▶ What you will do
Count the lines below that hold the word "parse" and say how many, with no other text.

▶ Material for this task

────────────────────────────────────────

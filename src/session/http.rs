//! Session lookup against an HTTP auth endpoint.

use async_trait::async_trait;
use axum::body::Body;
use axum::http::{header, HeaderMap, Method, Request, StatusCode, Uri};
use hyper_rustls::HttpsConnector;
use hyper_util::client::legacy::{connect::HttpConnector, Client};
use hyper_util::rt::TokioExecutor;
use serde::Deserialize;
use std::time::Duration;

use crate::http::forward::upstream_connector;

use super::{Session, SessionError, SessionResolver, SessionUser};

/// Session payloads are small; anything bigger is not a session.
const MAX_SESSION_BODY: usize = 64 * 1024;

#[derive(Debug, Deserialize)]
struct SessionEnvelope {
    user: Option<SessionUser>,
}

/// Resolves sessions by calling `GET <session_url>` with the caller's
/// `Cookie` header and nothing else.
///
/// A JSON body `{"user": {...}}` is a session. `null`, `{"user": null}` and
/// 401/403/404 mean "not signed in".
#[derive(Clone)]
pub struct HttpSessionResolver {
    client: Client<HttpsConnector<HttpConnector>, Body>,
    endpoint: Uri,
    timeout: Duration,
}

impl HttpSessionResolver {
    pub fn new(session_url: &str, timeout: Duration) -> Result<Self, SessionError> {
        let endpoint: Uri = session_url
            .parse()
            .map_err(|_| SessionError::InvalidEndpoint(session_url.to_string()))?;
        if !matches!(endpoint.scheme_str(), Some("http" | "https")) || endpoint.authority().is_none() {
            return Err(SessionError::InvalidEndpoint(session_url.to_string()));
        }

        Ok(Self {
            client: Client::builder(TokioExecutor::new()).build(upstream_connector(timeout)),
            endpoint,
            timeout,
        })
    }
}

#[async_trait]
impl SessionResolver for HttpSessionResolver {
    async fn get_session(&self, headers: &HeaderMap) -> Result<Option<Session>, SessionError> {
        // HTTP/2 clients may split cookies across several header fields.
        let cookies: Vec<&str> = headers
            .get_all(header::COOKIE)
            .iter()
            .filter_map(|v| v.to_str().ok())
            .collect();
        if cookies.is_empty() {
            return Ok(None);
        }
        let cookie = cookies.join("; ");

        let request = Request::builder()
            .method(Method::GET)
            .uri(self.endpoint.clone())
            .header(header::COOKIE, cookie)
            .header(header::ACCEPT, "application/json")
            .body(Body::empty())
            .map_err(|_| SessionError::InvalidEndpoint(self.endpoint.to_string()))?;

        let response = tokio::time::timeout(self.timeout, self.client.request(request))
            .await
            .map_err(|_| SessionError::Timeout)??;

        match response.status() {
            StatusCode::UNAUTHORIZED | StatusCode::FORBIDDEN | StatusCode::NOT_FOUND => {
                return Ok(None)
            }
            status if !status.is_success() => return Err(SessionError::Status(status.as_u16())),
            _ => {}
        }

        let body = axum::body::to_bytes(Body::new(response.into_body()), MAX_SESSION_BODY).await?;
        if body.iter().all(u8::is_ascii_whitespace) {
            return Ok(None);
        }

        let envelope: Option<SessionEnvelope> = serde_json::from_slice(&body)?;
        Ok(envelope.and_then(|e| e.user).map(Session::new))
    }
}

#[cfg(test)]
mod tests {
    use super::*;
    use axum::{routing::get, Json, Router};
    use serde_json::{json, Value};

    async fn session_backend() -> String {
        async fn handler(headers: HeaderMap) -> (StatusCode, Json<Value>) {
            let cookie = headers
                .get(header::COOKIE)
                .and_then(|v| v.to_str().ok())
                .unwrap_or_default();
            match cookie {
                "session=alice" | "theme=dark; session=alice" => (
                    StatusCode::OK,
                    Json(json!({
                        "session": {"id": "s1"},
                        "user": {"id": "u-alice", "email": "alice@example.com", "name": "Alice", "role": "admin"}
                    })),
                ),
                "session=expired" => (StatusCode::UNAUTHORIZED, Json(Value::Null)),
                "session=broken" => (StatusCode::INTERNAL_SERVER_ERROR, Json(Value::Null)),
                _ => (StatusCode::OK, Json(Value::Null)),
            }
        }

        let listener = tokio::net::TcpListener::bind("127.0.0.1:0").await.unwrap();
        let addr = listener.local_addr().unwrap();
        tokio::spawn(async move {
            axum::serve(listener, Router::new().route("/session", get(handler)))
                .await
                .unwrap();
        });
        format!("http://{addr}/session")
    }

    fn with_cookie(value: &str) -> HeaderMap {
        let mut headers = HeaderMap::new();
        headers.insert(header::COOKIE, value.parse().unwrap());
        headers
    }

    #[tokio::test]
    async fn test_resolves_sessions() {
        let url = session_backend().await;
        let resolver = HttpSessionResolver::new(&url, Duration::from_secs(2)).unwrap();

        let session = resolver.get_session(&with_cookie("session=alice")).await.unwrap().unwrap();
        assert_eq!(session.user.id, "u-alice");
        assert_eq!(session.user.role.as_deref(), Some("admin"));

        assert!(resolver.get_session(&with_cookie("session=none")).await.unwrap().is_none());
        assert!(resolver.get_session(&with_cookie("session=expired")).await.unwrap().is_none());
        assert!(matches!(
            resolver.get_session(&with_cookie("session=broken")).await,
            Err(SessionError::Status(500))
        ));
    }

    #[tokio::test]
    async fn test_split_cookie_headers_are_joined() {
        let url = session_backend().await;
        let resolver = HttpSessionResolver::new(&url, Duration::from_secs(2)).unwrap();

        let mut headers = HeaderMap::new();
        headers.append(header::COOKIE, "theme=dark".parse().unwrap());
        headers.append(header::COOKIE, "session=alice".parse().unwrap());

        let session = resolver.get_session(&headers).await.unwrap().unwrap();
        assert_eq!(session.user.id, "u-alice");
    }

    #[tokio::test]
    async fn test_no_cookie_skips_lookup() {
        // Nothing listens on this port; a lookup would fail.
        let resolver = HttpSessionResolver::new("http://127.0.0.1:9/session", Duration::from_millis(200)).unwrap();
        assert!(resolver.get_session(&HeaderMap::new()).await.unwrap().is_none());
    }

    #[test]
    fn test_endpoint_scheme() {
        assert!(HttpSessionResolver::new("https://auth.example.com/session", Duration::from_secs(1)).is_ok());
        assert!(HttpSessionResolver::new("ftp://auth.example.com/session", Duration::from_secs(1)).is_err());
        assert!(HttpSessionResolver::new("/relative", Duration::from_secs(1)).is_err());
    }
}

────────────────────────────────────────

▶ Answer box
4